## Task instructions
Tally the lines below that hold the string "outcome", and give only the tally.

Source data:
BEGIN

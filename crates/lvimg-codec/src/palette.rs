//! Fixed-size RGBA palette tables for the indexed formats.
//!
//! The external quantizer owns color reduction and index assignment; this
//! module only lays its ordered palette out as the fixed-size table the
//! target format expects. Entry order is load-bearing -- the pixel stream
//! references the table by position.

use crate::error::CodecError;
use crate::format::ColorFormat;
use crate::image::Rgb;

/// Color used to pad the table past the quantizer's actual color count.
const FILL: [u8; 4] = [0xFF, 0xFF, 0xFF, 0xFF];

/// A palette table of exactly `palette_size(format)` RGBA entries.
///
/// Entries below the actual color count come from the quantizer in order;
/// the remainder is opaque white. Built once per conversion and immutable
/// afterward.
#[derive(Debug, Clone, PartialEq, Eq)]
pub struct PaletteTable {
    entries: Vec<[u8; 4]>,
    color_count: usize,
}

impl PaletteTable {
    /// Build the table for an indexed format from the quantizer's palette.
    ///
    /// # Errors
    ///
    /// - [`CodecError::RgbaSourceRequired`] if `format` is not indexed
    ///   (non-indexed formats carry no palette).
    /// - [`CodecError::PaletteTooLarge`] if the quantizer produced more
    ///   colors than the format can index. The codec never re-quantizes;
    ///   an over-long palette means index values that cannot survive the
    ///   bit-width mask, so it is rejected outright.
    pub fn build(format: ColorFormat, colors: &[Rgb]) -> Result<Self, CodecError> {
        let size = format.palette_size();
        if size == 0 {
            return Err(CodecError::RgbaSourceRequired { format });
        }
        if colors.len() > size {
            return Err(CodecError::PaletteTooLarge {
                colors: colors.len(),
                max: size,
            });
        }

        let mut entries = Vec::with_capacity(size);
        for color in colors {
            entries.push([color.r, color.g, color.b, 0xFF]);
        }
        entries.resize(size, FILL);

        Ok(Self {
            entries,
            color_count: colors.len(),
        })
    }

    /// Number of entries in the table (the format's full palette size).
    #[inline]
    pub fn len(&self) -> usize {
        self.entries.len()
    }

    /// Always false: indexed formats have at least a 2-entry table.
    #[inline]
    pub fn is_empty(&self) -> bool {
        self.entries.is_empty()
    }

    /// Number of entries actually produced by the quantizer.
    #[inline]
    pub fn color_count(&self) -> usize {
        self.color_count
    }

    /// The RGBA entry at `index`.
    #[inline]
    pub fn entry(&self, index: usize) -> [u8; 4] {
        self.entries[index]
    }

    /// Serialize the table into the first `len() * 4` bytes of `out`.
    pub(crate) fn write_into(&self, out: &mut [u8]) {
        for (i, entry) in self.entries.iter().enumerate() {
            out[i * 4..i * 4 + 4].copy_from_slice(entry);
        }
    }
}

END
BEGIN

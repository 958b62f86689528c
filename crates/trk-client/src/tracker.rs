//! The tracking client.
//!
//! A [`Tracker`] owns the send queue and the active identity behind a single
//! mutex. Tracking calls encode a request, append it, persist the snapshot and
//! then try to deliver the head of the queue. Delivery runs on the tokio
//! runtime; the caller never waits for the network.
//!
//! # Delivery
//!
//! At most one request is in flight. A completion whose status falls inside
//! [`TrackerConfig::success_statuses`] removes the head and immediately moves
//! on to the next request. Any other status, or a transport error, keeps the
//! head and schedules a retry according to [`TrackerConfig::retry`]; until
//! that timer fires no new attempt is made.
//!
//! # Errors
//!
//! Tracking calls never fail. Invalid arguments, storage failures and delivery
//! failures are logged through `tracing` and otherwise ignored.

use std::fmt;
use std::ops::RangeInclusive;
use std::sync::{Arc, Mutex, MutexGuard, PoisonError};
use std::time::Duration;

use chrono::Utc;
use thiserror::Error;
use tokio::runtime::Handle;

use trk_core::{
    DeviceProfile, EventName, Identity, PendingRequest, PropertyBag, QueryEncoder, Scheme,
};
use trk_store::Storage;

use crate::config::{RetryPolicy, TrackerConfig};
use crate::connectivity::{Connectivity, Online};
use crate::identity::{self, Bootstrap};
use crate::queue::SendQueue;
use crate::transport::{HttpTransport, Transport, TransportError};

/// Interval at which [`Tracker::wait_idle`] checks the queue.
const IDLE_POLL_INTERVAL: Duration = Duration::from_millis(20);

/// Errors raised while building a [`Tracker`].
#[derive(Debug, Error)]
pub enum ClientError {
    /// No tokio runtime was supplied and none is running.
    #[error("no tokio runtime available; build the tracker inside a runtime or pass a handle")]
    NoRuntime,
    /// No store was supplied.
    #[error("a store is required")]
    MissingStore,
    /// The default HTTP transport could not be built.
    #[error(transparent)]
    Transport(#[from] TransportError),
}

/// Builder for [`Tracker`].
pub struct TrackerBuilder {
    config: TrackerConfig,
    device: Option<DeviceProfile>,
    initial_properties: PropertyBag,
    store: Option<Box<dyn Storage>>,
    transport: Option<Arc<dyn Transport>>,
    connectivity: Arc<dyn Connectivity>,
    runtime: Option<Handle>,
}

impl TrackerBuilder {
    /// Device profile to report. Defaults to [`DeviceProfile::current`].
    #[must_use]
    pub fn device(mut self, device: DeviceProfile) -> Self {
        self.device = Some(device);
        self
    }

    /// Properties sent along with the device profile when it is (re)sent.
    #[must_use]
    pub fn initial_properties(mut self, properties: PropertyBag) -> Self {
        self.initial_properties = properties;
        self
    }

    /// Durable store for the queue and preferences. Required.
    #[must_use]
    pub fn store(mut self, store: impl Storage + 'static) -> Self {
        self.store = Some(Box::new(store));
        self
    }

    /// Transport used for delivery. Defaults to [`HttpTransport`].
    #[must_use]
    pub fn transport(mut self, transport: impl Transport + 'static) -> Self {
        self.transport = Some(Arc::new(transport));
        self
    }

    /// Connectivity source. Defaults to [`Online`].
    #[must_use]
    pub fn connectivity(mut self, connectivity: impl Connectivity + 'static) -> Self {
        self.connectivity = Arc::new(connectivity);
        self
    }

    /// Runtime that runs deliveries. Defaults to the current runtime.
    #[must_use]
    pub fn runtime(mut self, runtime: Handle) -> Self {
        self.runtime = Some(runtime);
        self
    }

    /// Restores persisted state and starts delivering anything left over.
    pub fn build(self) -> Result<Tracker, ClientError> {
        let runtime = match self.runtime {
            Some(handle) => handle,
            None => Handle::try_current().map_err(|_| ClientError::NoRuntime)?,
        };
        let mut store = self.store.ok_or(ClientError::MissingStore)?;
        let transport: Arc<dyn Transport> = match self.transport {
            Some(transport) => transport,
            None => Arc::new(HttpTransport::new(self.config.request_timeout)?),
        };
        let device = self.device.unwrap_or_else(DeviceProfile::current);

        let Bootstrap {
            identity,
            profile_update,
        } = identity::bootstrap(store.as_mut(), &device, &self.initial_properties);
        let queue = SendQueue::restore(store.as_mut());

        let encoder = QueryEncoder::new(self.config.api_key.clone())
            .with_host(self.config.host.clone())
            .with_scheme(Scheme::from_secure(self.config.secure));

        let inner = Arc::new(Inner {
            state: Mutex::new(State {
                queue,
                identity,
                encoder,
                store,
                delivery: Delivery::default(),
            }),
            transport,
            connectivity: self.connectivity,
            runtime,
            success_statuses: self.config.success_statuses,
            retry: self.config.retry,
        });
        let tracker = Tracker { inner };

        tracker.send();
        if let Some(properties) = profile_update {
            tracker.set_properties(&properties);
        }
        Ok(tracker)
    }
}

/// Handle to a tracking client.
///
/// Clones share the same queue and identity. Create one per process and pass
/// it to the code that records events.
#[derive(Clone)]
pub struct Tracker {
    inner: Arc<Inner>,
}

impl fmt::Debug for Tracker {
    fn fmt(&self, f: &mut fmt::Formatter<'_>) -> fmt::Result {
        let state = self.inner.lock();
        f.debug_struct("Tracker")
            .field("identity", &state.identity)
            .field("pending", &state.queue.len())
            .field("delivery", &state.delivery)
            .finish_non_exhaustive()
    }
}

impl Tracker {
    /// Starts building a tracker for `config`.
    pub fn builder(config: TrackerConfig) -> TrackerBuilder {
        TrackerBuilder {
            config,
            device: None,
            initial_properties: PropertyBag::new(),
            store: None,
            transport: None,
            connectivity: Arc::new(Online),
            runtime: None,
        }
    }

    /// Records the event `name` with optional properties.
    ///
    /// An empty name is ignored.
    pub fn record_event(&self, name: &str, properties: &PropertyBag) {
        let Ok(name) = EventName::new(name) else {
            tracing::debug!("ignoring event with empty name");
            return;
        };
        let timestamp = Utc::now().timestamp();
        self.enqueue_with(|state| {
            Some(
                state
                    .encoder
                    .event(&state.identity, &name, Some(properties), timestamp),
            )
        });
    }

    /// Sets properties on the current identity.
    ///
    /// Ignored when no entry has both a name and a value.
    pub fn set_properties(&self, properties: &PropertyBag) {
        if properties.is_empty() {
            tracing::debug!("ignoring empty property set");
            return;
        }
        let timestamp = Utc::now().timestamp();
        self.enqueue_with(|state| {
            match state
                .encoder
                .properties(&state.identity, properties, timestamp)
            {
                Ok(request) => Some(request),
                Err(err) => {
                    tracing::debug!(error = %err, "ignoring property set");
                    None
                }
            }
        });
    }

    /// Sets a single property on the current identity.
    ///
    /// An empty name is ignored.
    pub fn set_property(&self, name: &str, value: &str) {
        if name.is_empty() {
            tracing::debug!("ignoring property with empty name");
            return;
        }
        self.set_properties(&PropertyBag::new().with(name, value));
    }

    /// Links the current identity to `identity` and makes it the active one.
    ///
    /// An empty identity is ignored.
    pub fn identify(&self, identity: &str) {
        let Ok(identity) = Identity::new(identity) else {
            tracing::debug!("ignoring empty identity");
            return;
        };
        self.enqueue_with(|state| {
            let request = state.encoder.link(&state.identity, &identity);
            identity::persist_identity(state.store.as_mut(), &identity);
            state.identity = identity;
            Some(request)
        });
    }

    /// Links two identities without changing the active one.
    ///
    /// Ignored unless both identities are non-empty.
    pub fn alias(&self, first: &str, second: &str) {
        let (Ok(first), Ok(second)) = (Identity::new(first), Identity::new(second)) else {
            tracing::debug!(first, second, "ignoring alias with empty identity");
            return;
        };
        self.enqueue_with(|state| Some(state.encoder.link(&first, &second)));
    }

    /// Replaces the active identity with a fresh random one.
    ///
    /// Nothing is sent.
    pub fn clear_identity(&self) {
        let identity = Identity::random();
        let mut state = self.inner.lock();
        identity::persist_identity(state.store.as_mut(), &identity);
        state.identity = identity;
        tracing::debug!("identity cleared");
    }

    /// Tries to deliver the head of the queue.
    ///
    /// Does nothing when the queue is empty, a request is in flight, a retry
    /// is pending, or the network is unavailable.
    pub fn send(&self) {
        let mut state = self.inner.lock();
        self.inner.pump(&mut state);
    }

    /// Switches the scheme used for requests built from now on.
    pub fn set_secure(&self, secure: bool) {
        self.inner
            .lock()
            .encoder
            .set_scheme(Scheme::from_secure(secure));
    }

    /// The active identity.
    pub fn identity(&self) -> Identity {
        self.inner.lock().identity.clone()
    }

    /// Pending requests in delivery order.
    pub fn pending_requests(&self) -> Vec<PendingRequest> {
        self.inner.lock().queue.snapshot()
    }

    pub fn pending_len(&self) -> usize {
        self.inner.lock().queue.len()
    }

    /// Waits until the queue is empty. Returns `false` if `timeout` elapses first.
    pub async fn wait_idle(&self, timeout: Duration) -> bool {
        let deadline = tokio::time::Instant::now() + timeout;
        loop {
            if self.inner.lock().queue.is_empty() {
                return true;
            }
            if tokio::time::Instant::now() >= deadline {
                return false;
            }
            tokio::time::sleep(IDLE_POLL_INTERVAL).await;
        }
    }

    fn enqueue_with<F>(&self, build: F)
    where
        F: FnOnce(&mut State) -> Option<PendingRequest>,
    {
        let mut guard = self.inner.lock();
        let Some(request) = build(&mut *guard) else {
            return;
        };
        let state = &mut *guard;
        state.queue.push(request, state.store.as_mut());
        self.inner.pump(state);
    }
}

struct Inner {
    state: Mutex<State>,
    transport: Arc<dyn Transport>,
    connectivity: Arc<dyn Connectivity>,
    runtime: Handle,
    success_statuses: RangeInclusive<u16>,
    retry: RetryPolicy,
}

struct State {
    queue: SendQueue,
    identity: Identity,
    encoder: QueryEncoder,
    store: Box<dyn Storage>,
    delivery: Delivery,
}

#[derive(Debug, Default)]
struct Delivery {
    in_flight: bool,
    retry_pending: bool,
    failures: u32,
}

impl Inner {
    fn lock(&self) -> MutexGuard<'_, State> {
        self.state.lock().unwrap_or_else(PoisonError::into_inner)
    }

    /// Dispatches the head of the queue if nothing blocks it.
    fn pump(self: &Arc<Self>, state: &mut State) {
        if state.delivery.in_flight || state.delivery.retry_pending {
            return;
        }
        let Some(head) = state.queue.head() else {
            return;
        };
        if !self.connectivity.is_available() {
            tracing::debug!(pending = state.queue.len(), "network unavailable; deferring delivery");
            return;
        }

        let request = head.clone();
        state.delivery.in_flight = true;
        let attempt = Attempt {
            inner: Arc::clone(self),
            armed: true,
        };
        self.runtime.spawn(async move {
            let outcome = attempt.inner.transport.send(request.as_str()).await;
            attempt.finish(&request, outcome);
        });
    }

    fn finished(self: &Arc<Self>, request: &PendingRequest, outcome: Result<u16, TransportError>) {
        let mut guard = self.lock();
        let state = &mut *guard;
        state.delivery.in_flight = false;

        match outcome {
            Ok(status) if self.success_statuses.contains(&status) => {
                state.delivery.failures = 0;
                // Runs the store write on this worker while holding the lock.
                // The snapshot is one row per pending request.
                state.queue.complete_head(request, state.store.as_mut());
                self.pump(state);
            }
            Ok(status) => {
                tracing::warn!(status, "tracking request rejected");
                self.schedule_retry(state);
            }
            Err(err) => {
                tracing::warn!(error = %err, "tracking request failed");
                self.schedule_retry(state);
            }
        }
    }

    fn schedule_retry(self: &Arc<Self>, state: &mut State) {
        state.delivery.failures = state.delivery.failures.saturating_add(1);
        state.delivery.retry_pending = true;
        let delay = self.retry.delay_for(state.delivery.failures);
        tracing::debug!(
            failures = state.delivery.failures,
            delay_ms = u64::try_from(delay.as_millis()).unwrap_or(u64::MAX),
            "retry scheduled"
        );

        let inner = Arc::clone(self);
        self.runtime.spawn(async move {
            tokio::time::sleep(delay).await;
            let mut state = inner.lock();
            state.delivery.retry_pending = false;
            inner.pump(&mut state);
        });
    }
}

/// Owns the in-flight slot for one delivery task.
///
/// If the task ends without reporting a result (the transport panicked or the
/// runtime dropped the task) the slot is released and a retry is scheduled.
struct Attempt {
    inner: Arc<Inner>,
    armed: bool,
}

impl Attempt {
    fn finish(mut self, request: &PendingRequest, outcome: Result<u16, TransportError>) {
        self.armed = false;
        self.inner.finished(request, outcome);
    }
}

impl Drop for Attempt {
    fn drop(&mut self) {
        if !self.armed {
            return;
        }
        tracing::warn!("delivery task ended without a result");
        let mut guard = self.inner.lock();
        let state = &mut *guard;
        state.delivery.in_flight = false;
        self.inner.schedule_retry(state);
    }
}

END

## Response area
6